Pour la lettre de l’Equipe Cousteau, ils devaient avoir un service comm’ déjà très novateur pour envoyer des messages subliminaux aux jeunes gens passionnés : j’ai un cousin, aujourd’hui biologiste spécialiste des coraux à Tübingen, qui a suivi la même vocation que toi et doit avoir la même missive dans sa cave (Je ne vais pas donner son nom ici mais si jamais, dans un colloque, tu croises un biologiste de Tübingen, conseiller scientifique pour une association internationale de plongée, demande lui s’il a une cousine à Marseille. Comme on ne sais jamais comment entamer la conversation, voilà un sujet de discussion original, ou bien carrément gênant, mais comme il ne parle qu’allemand et anglais, ça va aller si tu lui parles ensuite en français de ta cave).
Bonne installation – et bon amusement/courage pour les démarches administratives hors UE (Belgique – DOM c’était déjà drôle, alors l’Australie, ça doit être encore plus chouette XD).
Merci beaucoup Ingrid pour le partage d’expérience (et désolé pour le retard à l’allumage – je rentre tout juste et viens métaphoriquement de « rouvrir » le « bureau »)
Je demanderai surtout à ton cousin s’il a une cousine à Plan-de-Cuques. Ça promet de briser la glace encore plus vite.
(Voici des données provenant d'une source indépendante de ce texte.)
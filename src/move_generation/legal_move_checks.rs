//! Landing and bear-off legality predicates shared by the generators and by
//! UI highlighting.

use crate::game_state::gammon_types::{Bar, Board, Player, PointIndex, FIRST_POINT, LAST_POINT};
use crate::tables::paths::{exit_distance, home_range};

/// A destination is open when it is empty, held by the mover, or held by a
/// single opposing piece (a blot). Two or more opposing pieces block it.
#[inline]
pub fn is_open_point(board: &Board, player: Player, point: PointIndex) -> bool {
    if !(FIRST_POINT..=LAST_POINT).contains(&point) {
        return false;
    }
    let state = board.point(point);
    match state.owner {
        None => true,
        Some(owner) if owner == player => true,
        Some(_) => state.count <= 1,
    }
}

/// True when every one of `player`'s on-board pieces sits inside their
/// home-board range. Pieces on the bar are checked separately.
pub fn all_pieces_home(board: &Board, player: Player) -> bool {
    let home = home_range(player);
    (FIRST_POINT..=LAST_POINT).all(|p| {
        let state = board.point(p);
        state.owner != Some(player) || state.count == 0 || home.contains(&p)
    })
}

/// Bearing off requires every piece home and none waiting on the bar.
pub fn can_bear_off(board: &Board, bar: &Bar, player: Player) -> bool {
    bar.pieces[player.index()] == 0 && all_pieces_home(board, player)
}

/// Whether a piece on `point` may leave the board with `die`.
///
/// An exact match is always legal. A larger die is legal only when no piece
/// of the player sits strictly farther from the exit; callers must have
/// already established [`can_bear_off`].
pub fn may_bear_off_from(board: &Board, player: Player, point: PointIndex, die: u8) -> bool {
    let Some(distance) = exit_distance(player, point) else {
        return false;
    };
    if die == distance {
        return true;
    }
    if die < distance {
        return false;
    }
    !(FIRST_POINT..=LAST_POINT).any(|p| {
        let state = board.point(p);
        state.owner == Some(player)
            && state.count > 0
            && exit_distance(player, p).is_some_and(|d| d > distance)
    })
}
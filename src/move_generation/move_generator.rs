use std::error::Error;
use std::fmt;

use crate::game_state::game_state::GameState;
use crate::game_state::gammon_types::GammonMove;

pub type MoveGenResult<T> = Result<T, MoveGenerationError>;

#[derive(Debug, Clone, PartialEq, Eq)]
pub enum MoveGenerationError {
    NotImplemented,
    InvalidState(String),
}

impl fmt::Display for MoveGenerationError {
    fn fmt(&self, f: &mut fmt::Formatter<'_>) -> fmt::Result {
        match self {
            MoveGenerationError::NotImplemented => {
                write!(f, "move generation is not implemented yet")
            }
            MoveGenerationError::InvalidState(msg) => write!(f, "invalid game state: {msg}"),
        }
    }
}

impl Error for MoveGenerationError {}

pub trait MoveGenerator: Send + Sync {
    fn generate_legal_moves(&self, game_state: &GameState) -> MoveGenResult<Vec<GammonMove>>;
}

pub struct NullMoveGenerator;

impl MoveGenerator for NullMoveGenerator {
    fn generate_legal_moves(&self, _game_state: &GameState) -> MoveGenResult<Vec<GammonMove>> {
        Err(MoveGenerationError::NotImplemented)
    }
}

#[cfg(test)]
mod tests {
    use super::*;

    #[test]
    fn null_generator_reports_not_implemented() {
        let game = GameState::new_game();
        let result = NullMoveGenerator.generate_legal_moves(&game);
        assert_eq!(result, Err(MoveGenerationError::NotImplemented));
    }

    #[test]
    fn error_messages_name_the_failure() {
        let invalid = MoveGenerationError::InvalidState("remaining dice drifted".to_owned());
        assert!(invalid.to_string().contains("invalid game state"));
        assert!(MoveGenerationError::NotImplemented
            .to_string()
            .contains("not implemented"));
    }
}
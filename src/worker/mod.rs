//! Worker runtime.
//!
//! A worker receives its program and modules from the coordinator, then
//! interprets the program one instruction at a time against its local
//! repository. Every worker ends with exactly one terminal frame: the
//! result module addressed to [`Address::Result`] when the program reaches
//! `END`, otherwise an int addressed to [`Address::Done`].

use tracing::{debug, info, warn};

use crate::error::{ProtocolError, Result};
use crate::module::ModuleRepository;
use crate::schedule::{Instruction, Program};
use crate::shared::{Address, Payload, PayloadKind, Transport, CLOSE_DIRECTIVE};

mod connect;

pub use connect::connect;

/// A `RECV` that delivered a different module than the one named.
#[derive(Debug, Clone, PartialEq, Eq)]
pub struct NameMismatch {
    /// Name in the `RECV` instruction.
    pub expected: String,
    /// Name of the module that arrived.
    pub received: String,
}

/// What the coordinator handed this worker.
#[derive(Debug, Clone, PartialEq, Eq)]
pub enum Assignment {
    /// The worker has no work and was told to disconnect.
    Closed,
    /// A program and its modules were received.
    Ready {
        /// Instructions in the program.
        instructions: usize,
        /// Modules received.
        modules: usize,
    },
}

/// How program execution ended.
#[derive(Debug, Clone, PartialEq, Eq)]
pub enum WorkerOutcome {
    /// The worker was closed before running anything.
    Closed,
    /// `END` delivered the named module as the final result.
    Delivered {
        /// Result module name.
        module: String,
    },
    /// The program ran out without `END`.
    Finished,
}

/// Summary of one worker run.
#[derive(Debug, Clone, PartialEq, Eq)]
pub struct WorkerReport {
    /// How the run ended.
    pub outcome: WorkerOutcome,
    /// Instructions executed.
    pub executed: usize,
    /// `RECV` name mismatches seen along the way.
    pub mismatches: Vec<NameMismatch>,
    /// Inbound modules dropped because a local module already had the name.
    pub discarded: Vec<String>,
}

/// Interprets one worker program over a [`Transport`].
#[derive(Debug)]
pub struct WorkerRuntime<T> {
    transport: T,
    program: Program,
    modules: ModuleRepository,
    mismatches: Vec<NameMismatch>,
    discarded: Vec<String>,
}

impl<T: Transport> WorkerRuntime<T> {
    /// Creates a runtime with no program; call
    /// [`receive_assignment`](Self::receive_assignment) next.
    pub fn new(transport: T) -> Self {
        Self::with_assignment(transport, Program::new(), ModuleRepository::new())
    }

    /// Creates a runtime with a program and modules already in place.
    pub fn with_assignment(transport: T, program: Program, modules: ModuleRepository) -> Self {
        Self {
            transport,
            program,
            modules,
            mismatches: Vec::new(),
            discarded: Vec::new(),
        }
    }

    /// The worker's program.
    pub fn program(&self) -> &Program {
        &self.program
    }

    /// The worker's local modules.
    pub fn modules(&self) -> &ModuleRepository {
        &self.modules
    }

    /// Name mismatches recorded so far.
    pub fn mismatches(&self) -> &[NameMismatch] {
        &self.mismatches
    }

    /// Names of inbound modules dropped in favor of a local module.
    pub fn discarded(&self) -> &[String] {
        &self.discarded
    }

    /// Gives the transport back.
    pub fn into_transport(self) -> T {
        self.transport
    }

    /// Receives the program text, then the module count and that many
    /// modules.
    pub async fn receive_assignment(&mut self) -> Result<Assignment> {
        let text = match self.transport.receive_payload(PayloadKind::Text).await? {
            (_, Payload::Text(text)) => text,
            (_, other) => return Err(unexpected(PayloadKind::Text, &other)),
        };
        if text == CLOSE_DIRECTIVE {
            info!("coordinator has no work for this worker");
            self.transport.close().await?;
            return Ok(Assignment::Closed);
        }
        self.program = Program::parse(&text)?;

        let count = match self.transport.receive_payload(PayloadKind::Int).await? {
            (_, Payload::Int(count)) => count,
            (_, other) => return Err(unexpected(PayloadKind::Int, &other)),
        };
        let count = usize::try_from(count).map_err(|_| ProtocolError::InvalidLength {
            what: "module count",
            value: i64::from(count),
        })?;

        for _ in 0..count {
            match self.transport.receive_payload(PayloadKind::Module).await? {
                (_, Payload::Module(module)) => {
                    debug!(module = %module.name(), vars = module.var_count(), "module received");
                    self.modules.insert(module)?;
                }
                (_, other) => return Err(unexpected(PayloadKind::Module, &other)),
            }
        }

        info!(
            instructions = self.program.len(),
            modules = count,
            "assignment received"
        );
        Ok(Assignment::Ready {
            instructions: self.program.len(),
            modules: count,
        })
    }

    /// Runs the program and sends the terminal frame.
    pub async fn execute(&mut self) -> Result<WorkerReport> {
        let instructions = self.program.instructions().to_vec();
        let mut executed = 0;
        for instruction in instructions {
            debug!(%instruction, "executing");
            executed += 1;
            if let Some(module) = self.step(instruction).await? {
                info!(%module, executed, "result delivered");
                return Ok(self.report(WorkerOutcome::Delivered { module }, executed));
            }
        }

        self.transport
            .send_payload(Address::Done, &Payload::Int(0))
            .await?;
        info!(executed, "program finished without a result");
        Ok(self.report(WorkerOutcome::Finished, executed))
    }

    /// Receives the assignment and runs it.
    pub async fn run(mut self) -> Result<WorkerReport> {
        match self.receive_assignment().await? {
            Assignment::Closed => Ok(self.report(WorkerOutcome::Closed, 0)),
            Assignment::Ready { .. } => self.execute().await,
        }
    }

    /// Executes one instruction. Returns the result module name after `END`.
    async fn step(&mut self, instruction: Instruction) -> Result<Option<String>> {
        match instruction {
            Instruction::Send { module, target } => {
                let payload = Payload::Module(self.modules.get(&module)?.clone());
                self.transport
                    .send_payload(Address::Worker(target), &payload)
                    .await?;
            }
            Instruction::Recv { module } => self.receive_module(&module).await?,
            Instruction::Merge { parent, son } => {
                self.modules.merge_child(&parent, &son)?;
            }
            Instruction::End { module } => {
                let payload = Payload::Module(self.modules.get(&module)?.clone());
                self.transport.send_payload(Address::Result, &payload).await?;
                return Ok(Some(module));
            }
        }
        Ok(None)
    }

    /// Stores inbound modules until `expected` is present locally.
    ///
    /// Senders on different workers race, so a module may arrive ahead of
    /// its `RECV`. It is kept under its own name and the later `RECV` for it
    /// consumes no frame. A module whose name is already held locally is
    /// dropped; the local copy wins.
    async fn receive_module(&mut self, expected: &str) -> Result<()> {
        while !self.modules.contains(expected) {
            let received = match self.transport.receive_payload(PayloadKind::Module).await? {
                (_, Payload::Module(received)) => received,
                (_, other) => return Err(unexpected(PayloadKind::Module, &other)),
            };
            if received.name() != expected {
                warn!(
                    expected,
                    received = %received.name(),
                    "received a different module than expected"
                );
                self.mismatches.push(NameMismatch {
                    expected: expected.to_string(),
                    received: received.name().to_string(),
                });
            }
            if self.modules.contains(received.name()) {
                warn!(module = %received.name(), "dropping module that shadows a local one");
                self.discarded.push(received.name().to_string());
                continue;
            }
            self.modules.insert(received)?;
        }
        Ok(())
    }

    fn report(&self, outcome: WorkerOutcome, executed: usize) -> WorkerReport {
        WorkerReport {
            outcome,
            executed,
            mismatches: self.mismatches.clone(),
            discarded: self.discarded.clone(),
        }
    }
}

fn unexpected(expected: PayloadKind, got: &Payload) -> crate::Error {
    ProtocolError::InvalidString(format!("expected {expected} payload, got {}", got.kind())).into()
}
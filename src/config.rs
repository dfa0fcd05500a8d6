//! TOML runtime configuration for the coordinator and workers.
//!
//! Both sections are optional; command-line flags fill in or override
//! whatever the file leaves out.
//!
//! # Example TOML
//!
//! ```toml
//! [coordinator]
//! bind = "0.0.0.0:8080"
//! workers = 3
//! job = "module_map.conf"
//!
//! [worker]
//! coordinator = "127.0.0.1:8080"
//! ```

use std::path::{Path, PathBuf};

use serde::{Deserialize, Serialize};

use crate::coordinator::MAX_WORKERS;
use crate::error::ConfigError;

/// Default coordinator listen address.
pub const DEFAULT_BIND: &str = "0.0.0.0:8080";

/// Default coordinator address for workers.
pub const DEFAULT_COORDINATOR: &str = "127.0.0.1:8080";

/// Top-level configuration file.
#[derive(Debug, Clone, Default, PartialEq, Eq, Deserialize, Serialize)]
#[serde(deny_unknown_fields)]
pub struct Config {
    /// Coordinator settings.
    #[serde(default)]
    pub coordinator: Option<CoordinatorConfig>,
    /// Worker settings.
    #[serde(default)]
    pub worker: Option<WorkerConfig>,
}

/// `[coordinator]` section.
#[derive(Debug, Clone, PartialEq, Eq, Deserialize, Serialize)]
#[serde(deny_unknown_fields)]
pub struct CoordinatorConfig {
    /// Listen address.
    #[serde(default = "default_bind")]
    pub bind: String,
    /// Number of workers to wait for.
    pub workers: usize,
    /// Module map of the job to run.
    pub job: PathBuf,
}

/// `[worker]` section.
#[derive(Debug, Clone, PartialEq, Eq, Deserialize, Serialize)]
#[serde(deny_unknown_fields)]
pub struct WorkerConfig {
    /// Coordinator address.
    #[serde(default = "default_coordinator")]
    pub coordinator: String,
}

impl Default for WorkerConfig {
    fn default() -> Self {
        Self {
            coordinator: default_coordinator(),
        }
    }
}

fn default_bind() -> String {
    DEFAULT_BIND.to_string()
}

fn default_coordinator() -> String {
    DEFAULT_COORDINATOR.to_string()
}

impl Config {
    /// Parses and validates TOML text.
    ///
    /// # Examples
    ///
    /// ```
    /// use pla_compose::config::Config;
    ///
    /// let config = Config::from_toml("[coordinator]\nworkers = 2\njob = \"job.conf\"\n").unwrap();
    /// let coordinator = config.coordinator.unwrap();
    /// assert_eq!(coordinator.bind, "0.0.0.0:8080");
    /// assert_eq!(coordinator.workers, 2);
    ///
    /// assert!(Config::from_toml("[coordinator]\nworkers = 0\njob = \"j\"\n").is_err());
    /// ```
    pub fn from_toml(content: &str) -> Result<Self, ConfigError> {
        let config: Self = toml::from_str(content)?;
        config.validate()?;
        Ok(config)
    }

    /// Reads, parses and validates a config file.
    ///
    /// Returns [`ConfigError::Io`] if the file cannot be read,
    /// [`ConfigError::Parse`] if the TOML is malformed, or
    /// [`ConfigError::Validation`] if a value is out of range.
    pub fn load(path: &Path) -> Result<Self, ConfigError> {
        let content = std::fs::read_to_string(path).map_err(|source| ConfigError::Io {
            source,
            path: path.to_path_buf(),
        })?;
        Self::from_toml(&content)
    }

    /// Checks every present section.
    pub fn validate(&self) -> Result<(), ConfigError> {
        if let Some(coordinator) = &self.coordinator {
            coordinator.validate()?;
        }
        if let Some(worker) = &self.worker {
            worker.validate()?;
        }
        Ok(())
    }
}

impl CoordinatorConfig {
    /// Checks the worker count and addresses.
    pub fn validate(&self) -> Result<(), ConfigError> {
        validate_workers(self.workers)?;
        if self.bind.trim().is_empty() {
            return Err(ConfigError::Validation {
                message: "coordinator.bind must not be empty".to_string(),
            });
        }
        if self.job.as_os_str().is_empty() {
            return Err(ConfigError::Validation {
                message: "coordinator.job must name a module map".to_string(),
            });
        }
        Ok(())
    }
}

impl WorkerConfig {
    /// Checks the coordinator address.
    pub fn validate(&self) -> Result<(), ConfigError> {
        if self.coordinator.trim().is_empty() {
            return Err(ConfigError::Validation {
                message: "worker.coordinator must not be empty".to_string(),
            });
        }
        Ok(())
    }
}

/// Checks that `workers` lies in `1..=MAX_WORKERS`.
pub fn validate_workers(workers: usize) -> Result<(), ConfigError> {
    if !(1..=MAX_WORKERS).contains(&workers) {
        return Err(ConfigError::Validation {
            message: format!("workers must be between 1 and {MAX_WORKERS}, got {workers}"),
        });
    }
    Ok(())
}
//! The module entity: one node of the composition tree.

use std::fmt;
use std::path::{Path, PathBuf};

use crate::error::ModuleError;
use crate::function::FunctionTable;

/// Records which input variable of a parent a child's output occupies.
#[derive(Debug, Clone, PartialEq, Eq, Hash)]
pub struct ChildLink {
    /// Child module name.
    pub name: String,
    /// Input position in the parent's function.
    pub position: usize,
}

impl ChildLink {
    /// Creates a link.
    pub fn new(name: impl Into<String>, position: usize) -> Self {
        Self {
            name: name.into(),
            position,
        }
    }
}

/// A named sub-function of the composition tree.
///
/// Parent and children are referenced by name; the owning map is
/// [`ModuleRepository`](super::ModuleRepository).
///
/// # Examples
///
/// ```
/// use pla_compose::function::FunctionTable;
/// use pla_compose::module::Module;
///
/// let module = Module::new("M1", FunctionTable::new(3));
/// assert_eq!(module.name(), "M1");
/// assert!(module.is_root());
/// assert!(module.is_leaf());
/// assert_eq!(module.level(), 0);
/// ```
#[derive(Debug, Clone, PartialEq, Eq)]
pub struct Module {
    name: String,
    function: FunctionTable,
    parent: Option<String>,
    children: Vec<ChildLink>,
    assigned_worker: usize,
    level: u32,
    source: Option<PathBuf>,
}

impl Module {
    /// Creates a detached module at level 0 assigned to worker 0.
    pub fn new(name: impl Into<String>, function: FunctionTable) -> Self {
        Self {
            name: name.into(),
            function,
            parent: None,
            children: Vec::new(),
            assigned_worker: 0,
            level: 0,
            source: None,
        }
    }

    /// Rebuilds a module received over the wire. Parent, worker and level
    /// take their defaults; they are not part of the encoding.
    pub fn from_parts(
        name: impl Into<String>,
        function: FunctionTable,
        children: Vec<ChildLink>,
    ) -> Self {
        Self {
            children,
            ..Self::new(name, function)
        }
    }

    /// Records the PLA file the function came from.
    pub fn with_source(mut self, path: impl Into<PathBuf>) -> Self {
        self.source = Some(path.into());
        self
    }

    /// Module name.
    pub fn name(&self) -> &str {
        &self.name
    }

    /// The module's function.
    pub fn function(&self) -> &FunctionTable {
        &self.function
    }

    /// Replaces the module's function.
    pub fn set_function(&mut self, function: FunctionTable) {
        self.function = function;
    }

    /// Number of input variables of the module's function.
    pub fn var_count(&self) -> usize {
        self.function.var_count()
    }

    /// Parent module name, if attached.
    pub fn parent(&self) -> Option<&str> {
        self.parent.as_deref()
    }

    pub(crate) fn set_parent(&mut self, parent: impl Into<String>) {
        self.parent = Some(parent.into());
    }

    /// Child links in attachment order.
    pub fn children(&self) -> &[ChildLink] {
        &self.children
    }

    pub(crate) fn push_child(&mut self, link: ChildLink) {
        self.children.push(link);
    }

    /// Input position recorded for the named child.
    pub fn child_position(&self, child: &str) -> Option<usize> {
        self.children
            .iter()
            .find(|link| link.name == child)
            .map(|link| link.position)
    }

    /// Worker the module is assigned to.
    pub fn assigned_worker(&self) -> usize {
        self.assigned_worker
    }

    /// Assigns the module to a worker.
    pub fn set_assigned_worker(&mut self, worker: usize) {
        self.assigned_worker = worker;
    }

    /// Scheduling level; children are compiled before parents.
    pub fn level(&self) -> u32 {
        self.level
    }

    pub(crate) fn set_level(&mut self, level: u32) {
        self.level = level;
    }

    /// PLA source path, when loaded from a file.
    pub fn source(&self) -> Option<&Path> {
        self.source.as_deref()
    }

    /// `true` when the module has no children.
    pub fn is_leaf(&self) -> bool {
        self.children.is_empty()
    }

    /// `true` when the module has no parent.
    pub fn is_root(&self) -> bool {
        self.parent.is_none()
    }

    /// Shifts child positions after `merged_child` was substituted in.
    ///
    /// Every child whose position lies after the merged child's position
    /// moves by `son_var_count - 1`: the merged child's single slot became
    /// `son_var_count` slots.
    ///
    /// # Examples
    ///
    /// ```
    /// use pla_compose::function::FunctionTable;
    /// use pla_compose::module::{ChildLink, Module};
    ///
    /// let mut parent = Module::from_parts(
    ///     "P",
    ///     FunctionTable::new(4),
    ///     vec![ChildLink::new("A", 1), ChildLink::new("B", 3), ChildLink::new("C", 0)],
    /// );
    /// parent.adjust_positions("A", 3).unwrap();
    /// assert_eq!(parent.child_position("A"), Some(1));
    /// assert_eq!(parent.child_position("B"), Some(5));
    /// assert_eq!(parent.child_position("C"), Some(0));
    /// ```
    pub fn adjust_positions(
        &mut self,
        merged_child: &str,
        son_var_count: usize,
    ) -> Result<(), ModuleError> {
        let anchor = self
            .child_position(merged_child)
            .ok_or_else(|| ModuleError::UnknownChild {
                parent: self.name.clone(),
                child: merged_child.to_string(),
            })?;
        for link in &mut self.children {
            if link.position > anchor {
                link.position = link.position + son_var_count - 1;
            }
        }
        Ok(())
    }
}

impl fmt::Display for Module {
    fn fmt(&self, f: &mut fmt::Formatter<'_>) -> fmt::Result {
        writeln!(f, "Name: {}", self.name)?;
        if let Some(source) = &self.source {
            writeln!(f, "Source: {}", source.display())?;
        }
        if let Some(parent) = &self.parent {
            writeln!(f, "Parent: {parent}")?;
        }
        writeln!(f, "Assigned worker: {}", self.assigned_worker)?;
        writeln!(f, "Level: {}", self.level)?;
        if !self.children.is_empty() {
            writeln!(f, "Children:")?;
            for link in &self.children {
                writeln!(f, "\t{} at position {}", link.name, link.position)?;
            }
        }
        writeln!(f, "Function ({} variables):", self.function.var_count())?;
        write!(f, "{}", self.function)
    }
}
Je suis sûr. (surtout prononcé en anglais)
J’ai heureusement un vaste bureau chez nous, mais je vais quand même devoir prêter attention à l’accumulation, c’est sûr ! Pour le déménagement, la distance ne rend pas les choses beaucoup plus complexes (juste plus chères), en revanche, il faut être très attentif à ce que l’on emporte ici, car les règles de douane sont très strictes (pour des raisons légitimes de biosécurité).